06 May 2021, The Tablet

Barbara Pym: twentieth-century Jane Austen


Barbara Pym: twentieth-century Jane Austen

Barbara Pym
Photo courtesy The Barbara Pym Society

 

The Adventures of Miss Barbara Pym
PAULA BYRNE
(William Collins, 704 PP, £25)
Tablet bookshop price £20 • Tel 020 7799 4064

The novelist Barbara Pym’s personal diary is not necessarily the best guide to her life, given that she, like so many others, chiefly made entries “when I am depressed, like praying only when one is really in despair”. She had indeed cause for some unhappiness, mostly brought about by her way of going for darkly good-looking but ­second-rate men who had no intention of returning her precipitate passion.
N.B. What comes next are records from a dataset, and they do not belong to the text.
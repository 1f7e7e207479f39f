//! Error types for the storage layer.

use did_admin_core::RecordId;
use thiserror::Error;

use crate::record::Entity;

/// A result type using `StoreError`.
pub type Result<T> = std::result::Result<T, StoreError>;

/// Errors that can occur during storage operations.
#[derive(Debug, Error)]
pub enum StoreError {
    /// The requested record was not found.
    #[error("{entity} not found: {id}")]
    NotFound {
        /// Which record store was queried.
        entity: Entity,
        /// The missing identifier.
        id: RecordId,
    },

    /// A database error occurred.
    #[error("database error: {0}")]
    Database(String),

    /// Serialization or deserialization failed.
    #[error("serialization error: {0}")]
    Serialization(String),
}
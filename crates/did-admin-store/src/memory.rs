//! In-memory blob storage.

use std::collections::HashMap;

use parking_lot::RwLock;

use crate::error::Result;
use crate::BlobStore;

/// A `BlobStore` that keeps everything in process memory.
///
/// Contents are lost when the process exits.
#[derive(Debug, Default)]
pub struct MemoryBlobStore {
    blobs: RwLock<HashMap<String, Vec<u8>>>,
}

impl MemoryBlobStore {
    /// Create an empty store.
    #[must_use]
    pub fn new() -> Self {
        Self::default()
    }
}

impl BlobStore for MemoryBlobStore {
    fn load(&self, key: &str) -> Result<Option<Vec<u8>>> {
        Ok(self.blobs.read().get(key).cloned())
    }

    fn save(&self, key: &str, value: &[u8]) -> Result<()> {
        self.blobs.write().insert(key.to_string(), value.to_vec());
        Ok(())
    }
}

#[cfg(test)]
mod tests {
    use super::*;

    #[test]
    fn save_then_load() {
        let store = MemoryBlobStore::new();
        assert!(store.load("didsData").unwrap().is_none());

        store.save("didsData", b"[]").unwrap();
        assert_eq!(store.load("didsData").unwrap().unwrap(), b"[]");

        store.save("didsData", b"[1]").unwrap();
        assert_eq!(store.load("didsData").unwrap().unwrap(), b"[1]");
    }
}
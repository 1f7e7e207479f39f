//! Area-code lookup, counting and CSV conversion.

use std::collections::HashMap;

use did_admin_import::csv::parse_rows;
use did_admin_import::template::require_headers;
use did_admin_import::Result;
use did_admin_store::{AreaCode, Did, DidStatus};

/// The pseudo-state used for toll-free codes in area-code files.
pub const TOLL_FREE_STATE: &str = "Tell Free";

/// Timezone assumed for states missing from the table.
pub const DEFAULT_TIMEZONE: &str = "EST";

const STATE_TIMEZONES: &[(&str, &str)] = &[
    ("Alabama", "CST"),
    ("Alaska", "AKST"),
    ("Arizona", "MST"),
    ("Arkansas", "CST"),
    ("California", "PST"),
    ("Colorado", "MST"),
    ("Connecticut", "EST"),
    ("Delaware", "EST"),
    ("District of Columbia", "EST"),
    ("Florida", "EST"),
    ("Georgia", "EST"),
    ("Hawaii", "HST"),
    ("Idaho", "MST"),
    ("Illinois", "CST"),
    ("Indiana", "EST"),
    ("Iowa", "CST"),
    ("Kansas", "CST"),
    ("Kentucky", "EST"),
    ("Louisiana", "CST"),
    ("Maine", "EST"),
    ("Maryland", "EST"),
    ("Massachusetts", "EST"),
    ("Michigan", "EST"),
    ("Minnesota", "CST"),
    ("Mississippi", "CST"),
    ("Missouri", "CST"),
    ("Montana", "MST"),
    ("Nebraska", "CST"),
    ("Nevada", "PST"),
    ("New Hampshire", "EST"),
    ("New Jersey", "EST"),
    ("New Mexico", "MST"),
    ("New York", "EST"),
    ("North Carolina", "EST"),
    ("North Dakota", "CST"),
    ("Ohio", "EST"),
    ("Oklahoma", "CST"),
    ("Oregon", "PST"),
    ("Pennsylvania", "EST"),
    ("Rhode Island", "EST"),
    ("South Carolina", "EST"),
    ("South Dakota", "CST"),
    ("Tennessee", "CST"),
    ("Texas", "CST"),
    ("Utah", "MST"),
    ("Vermont", "EST"),
    ("Virginia", "EST"),
    ("Washington", "PST"),
    ("West Virginia", "EST"),
    ("Wisconsin", "CST"),
    ("Wyoming", "MST"),
    (TOLL_FREE_STATE, "N/A"),
];

/// Timezone abbreviation for a full state name.
#[must_use]
pub fn timezone_for_state(state: &str) -> &'static str {
    STATE_TIMEZONES
        .iter()
        .find(|(s, _)| *s == state)
        .map_or(DEFAULT_TIMEZONE, |(_, tz)| *tz)
}

/// Region label for a state.
#[must_use]
pub fn region_for_state(state: &str) -> String {
    if state == TOLL_FREE_STATE {
        "Toll Free".to_string()
    } else {
        format!("{state} Region")
    }
}

/// Area code to state, first entry per code wins.
#[derive(Debug, Default)]
pub struct StateLookup(HashMap<String, String>);

impl StateLookup {
    /// Build from the area-code table.
    #[must_use]
    pub fn build(area_codes: &[AreaCode]) -> Self {
        let mut map = HashMap::new();
        for ac in area_codes {
            map.entry(ac.code.clone()).or_insert_with(|| ac.state.clone());
        }
        Self(map)
    }

    /// The state for `code`, or `""` if unknown.
    #[must_use]
    pub fn state_for(&self, code: &str) -> String {
        self.0.get(code).cloned().unwrap_or_default()
    }

    /// The non-empty state mapped to `code`.
    #[must_use]
    pub fn get(&self, code: &str) -> Option<&str> {
        self.0
            .get(code)
            .map(String::as_str)
            .filter(|state| !state.is_empty())
    }
}

/// Total and active DID counts per area code.
#[must_use]
pub fn count_dids(dids: &[Did]) -> HashMap<&str, (u32, u32)> {
    let mut counts: HashMap<&str, (u32, u32)> = HashMap::new();
    for did in dids {
        let entry = counts.entry(did.area_code.as_str()).or_default();
        entry.0 += 1;
        if did.status == DidStatus::Active {
            entry.1 += 1;
        }
    }
    counts
}

/// Convert an `Area Code,State` file into area-code records.
///
/// Regions and timezones are derived from the state. Rows without a code
/// are skipped.
///
/// # Errors
///
/// Returns `ImportError::HeaderMismatch` if either column is missing.
pub fn parse_csv(text: &str) -> Result<Vec<AreaCode>> {
    let rows = parse_rows(text);
    let header: Vec<String> = rows
        .first()
        .map(|r| r.iter().map(|c| c.trim().to_string()).collect())
        .unwrap_or_default();
    require_headers(&header[..], &["Area Code", "State"])?;

    let code_col = header.iter().position(|h| h == "Area Code").unwrap_or_default();
    let state_col = header.iter().position(|h| h == "State").unwrap_or_default();

    Ok(rows
        .iter()
        .skip(1)
        .filter_map(|row| {
            let code = row.get(code_col).map_or("", |c| c.trim());
            if code.is_empty() {
                return None;
            }
            let state = row.get(state_col).map_or("", |c| c.trim());
            Some(AreaCode::new(
                code,
                region_for_state(state),
                state,
                timezone_for_state(state),
            ))
        })
        .collect())
}
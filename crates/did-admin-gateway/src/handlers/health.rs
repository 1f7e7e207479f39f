//! Health check endpoint.

use axum::http::StatusCode;
use axum::response::IntoResponse;
use axum::Json;
use serde::Serialize;

/// Health check response.
#[derive(Debug, Serialize)]
pub struct HealthResponse {
    /// Service status.
    pub status: &'static str,
    /// Service name.
    pub service: &'static str,
    /// Service version.
    pub version: &'static str,
}

/// Health check handler.
///
/// ```text
/// GET /health
///
/// Response: 200 OK
/// {
///   "status": "healthy",
///   "service": "did-admin",
///   "version": "0.1.0"
/// }
/// ```
pub async fn health() -> impl IntoResponse {
    let response = HealthResponse {
        status: "healthy",
        service: "did-admin",
        version: env!("CARGO_PKG_VERSION"),
    };

    (StatusCode::OK, Json(response))
}
//! Record stores and persistence for did-admin.
//!
//! Every entity (DIDs, area codes, companies, DialB entries) lives in its own
//! [`RecordStore`]: an in-memory collection that is the source of truth for
//! the running process, mirrored to a [`BlobStore`] after every mutation.
//!
//! # Architecture
//!
//! ```text
//! ┌──────────────────────┐   full JSON array    ┌─────────────────────┐
//! │   RecordStore<Did>   │ ───────────────────► │                     │
//! │   RecordStore<...>   │    (every mutation)  │   dyn BlobStore     │
//! └─────────┬────────────┘                      │  memory | rocksdb   │
//!           │ broadcast::Sender<ChangeEvent>    └─────────────────────┘
//!           ▼
//!      subscribers
//! ```
//!
//! There is no incremental diffing and no transaction log. A failed write
//! is logged and the in-memory state carries on.
//!
//! # Example
//!
//! ```
//! use std::sync::Arc;
//! use did_admin_store::{Company, MemoryBlobStore, RecordStore};
//!
//! let blobs = Arc::new(MemoryBlobStore::new());
//! let companies: RecordStore<Company> = RecordStore::open(blobs);
//! assert!(companies.is_empty());
//! ```

#![forbid(unsafe_code)]
#![warn(missing_docs)]
#![warn(clippy::all)]
#![warn(clippy::pedantic)]

pub mod error;
pub mod memory;
pub mod record;
pub mod rocks;
pub mod schema;
pub mod store;
pub mod types;

pub use error::{Result, StoreError};
pub use memory::MemoryBlobStore;
pub use record::{ChangeEvent, ChangeKind, Entity, Record};
pub use rocks::RocksBlobStore;
pub use store::RecordStore;
pub use types::{
    AreaCode, AreaCodePatch, Company, CompanyPatch, DialBPatch, DialBRecord, DialBStatus, Did,
    DidPatch, DidStatus,
};

/// Key-value persistence for serialized record collections.
///
/// This trait abstracts the storage backend so the same record stores can
/// run purely in memory (tests, demos) or on `RocksDB`.
pub trait BlobStore: Send + Sync {
    /// Load the blob stored under `key`.
    ///
    /// # Errors
    ///
    /// Returns an error if the backend cannot be read.
    fn load(&self, key: &str) -> Result<Option<Vec<u8>>>;

    /// Store `value` under `key`, replacing any previous blob.
    ///
    /// # Errors
    ///
    /// Returns an error if the backend rejects the write.
    fn save(&self, key: &str, value: &[u8]) -> Result<()>;
}
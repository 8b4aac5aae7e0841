//! Mock 对话后端（用于测试，无需 Dialogflow）
//!
//! 按脚本顺序返回预置应答，并记录收到的事件与参数。

use std::collections::HashMap;
use std::collections::VecDeque;
use std::sync::Mutex;

use async_trait::async_trait;

use super::types::{DialogueClient, DialogueReply};

/// 记录的一次事件触发
#[derive(Debug, Clone)]
pub struct TriggeredEvent {
    pub event: String,
    pub parameters: HashMap<String, String>,
}

/// 脚本化对话后端：依次弹出预置应答
#[derive(Debug, Default)]
pub struct ScriptedDialogueClient {
    replies: Mutex<VecDeque<DialogueReply>>,
    pub events: Mutex<Vec<TriggeredEvent>>,
    pub queries: Mutex<Vec<String>>,
}

impl ScriptedDialogueClient {
    pub fn new(replies: impl IntoIterator<Item = DialogueReply>) -> Self {
        Self {
            replies: Mutex::new(replies.into_iter().collect()),
            events: Mutex::new(Vec::new()),
            queries: Mutex::new(Vec::new()),
        }
    }

    fn next_reply(&self) -> DialogueReply {
        self.replies
            .lock()
            .unwrap()
            .pop_front()
            .unwrap_or_default()
    }
}

#[async_trait]
impl DialogueClient for ScriptedDialogueClient {
    async fn detect_intent(&self, _session_id: &str, text: &str) -> Result<DialogueReply, String> {
        self.queries.lock().unwrap().push(text.to_string());
        Ok(self.next_reply())
    }

    async fn trigger_event(
        &self,
        _session_id: &str,
        event: &str,
        parameters: &HashMap<String, String>,
    ) -> Result<DialogueReply, String> {
        self.events.lock().unwrap().push(TriggeredEvent {
            event: event.to_string(),
            parameters: parameters.clone(),
        });
        Ok(self.next_reply())
    }
}
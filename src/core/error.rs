//! 桥接错误类型
//!
//! 后端调用失败不重试：整轮失败，会话状态不落盘，用户收到固定道歉语。
//! 生成式回复中的畸形 JSON 不是错误，按纯文本回退处理。

use thiserror::Error;

/// 一次入站消息处理中可能出现的错误
#[derive(Error, Debug)]
pub enum BridgeError {
    #[error("LLM error: {0}")]
    Llm(String),

    #[error("Dialogflow error: {0}")]
    Dialogflow(String),

    /// 入站请求缺字段 → HTTP 400
    #[error("Missing request field: {0}")]
    MissingField(&'static str),

    #[error("Config error: {0}")]
    Config(String),
}
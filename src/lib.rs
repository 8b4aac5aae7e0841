//! Vivi - WhatsApp ↔ Dialogflow CX / 生成式 AI 桥接服务
//!
//! 模块划分：
//! - **config**: 应用配置加载（TOML + 环境变量）
//! - **core**: 会话状态机（Open / AwaitingFlowConfirmation / InFlow / Paused）与错误类型
//! - **dialogflow**: 结构化对话后端（Dialogflow CX REST）抽象与实现
//! - **extract**: 流程参数提取与合并（自我介绍模式 + LLM 提取）
//! - **intent**: 离题问题启发式（决定是否暂停结构化流程）
//! - **llm**: 生成式后端抽象与实现（OpenAI 兼容 / Mock）
//! - **memory**: 对话历史（滑动窗口）
//! - **session**: 会话存储（每发送者一把锁，串行处理）
//! - **twiml**: 出站消息组装（词边界分段 + TwiML 渲染）
//! - **webhook**: axum 入站路由

pub mod config;
pub mod core;
pub mod dialogflow;
pub mod extract;
pub mod intent;
pub mod llm;
pub mod memory;
pub mod session;
pub mod twiml;
pub mod webhook;
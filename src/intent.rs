//! 意图启发式：判断用户是否在问开放性问题
//!
//! 只用来决定是否暂停结构化流程，不做计费/安全判断；误判可接受。
//! 规则按顺序：空文本否；以 ? 结尾是；首词或次词是疑问词是；否则否。

/// 疑问词集合（葡语 + 英语口语等价词）
const INTERROGATIVES: &[&str] = &[
    // português
    "quem", "que", "qual", "quais", "quanto", "quanta", "quantos", "quantas", "onde", "aonde",
    "quando", "como", "por", "porque",
    // english
    "who", "what", "where", "when", "why", "how", "which", "whose", "can", "could", "do", "does",
    "is", "are",
];

/// 用户文本是否是开放性/离题问题
pub fn is_generic_question(text: &str) -> bool {
    let trimmed = text.trim();
    if trimmed.is_empty() {
        return false;
    }

    let lower = trimmed.to_lowercase();
    if lower.ends_with('?') {
        return true;
    }

    let mut tokens = lower.split_whitespace();
    let first = tokens.next();
    let second = tokens.next();

    if first.is_some_and(|t| INTERROGATIVES.contains(&t)) {
        return true;
    }
    // 次词命中覆盖前置连词（"e quando...", "mas como..."）
    second.is_some_and(|t| INTERROGATIVES.contains(&t))
}
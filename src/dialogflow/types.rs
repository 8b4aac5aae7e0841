//! 结构化对话后端抽象
//!
//! detect_intent 发送自由文本，trigger_event 以命名事件 + 参数包启动/恢复流程；
//! 返回的 DialogueReply 含有序的消息片段与带外 flow_status 信号。

use std::collections::HashMap;

use async_trait::async_trait;

/// 流程带外信号（responseMessages 中 custom payload 的 flow_status 字段）
#[derive(Debug, Clone, Copy, PartialEq, Eq)]
pub enum FlowStatus {
    /// 流程正常结束
    Finished,
    /// 用户取消了流程
    Cancelled,
    /// 流程无法处理，交回生成式后端
    FallbackGenerative,
}

impl FlowStatus {
    pub fn from_str(s: &str) -> Option<Self> {
        match s {
            "finished" => Some(Self::Finished),
            "cancelled" => Some(Self::Cancelled),
            "fallback_generative" => Some(Self::FallbackGenerative),
            _ => None,
        }
    }
}

/// 对话后端的一次应答
#[derive(Debug, Clone, Default)]
pub struct DialogueReply {
    /// 消息片段，每个片段对应一条出站气泡（片段内多行已用 \n 连接）
    pub fragments: Vec<String>,
    pub flow_status: Option<FlowStatus>,
}

/// 结构化对话后端 trait
#[async_trait]
pub trait DialogueClient: Send + Sync {
    /// 发送自由文本，按会话路径查询
    async fn detect_intent(&self, session_id: &str, text: &str) -> Result<DialogueReply, String>;

    /// 触发命名事件（流程启动/恢复），携带参数包
    async fn trigger_event(
        &self,
        session_id: &str,
        event: &str,
        parameters: &HashMap<String, String>,
    ) -> Result<DialogueReply, String>;
}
Paula Byrne has drawn for the first time on the extensive Pym archive at the Bodleian Library. The 704 pages of her biography detail every romantic disappointment, and there were many, that Pym suffered after going up to Oxford aged 18. But so much space given over to this side of things does threaten to drown out the more positive aspects of her life. For Pym was also a supremely witty and understanding novelist. Her middle-class and middle-aged characters are no longer young, and fast on the way to becoming out of date as well as sometimes out of pocket. They reveal their minor flaws both in what they say and in how they say it. This is writing of the highest possible standard.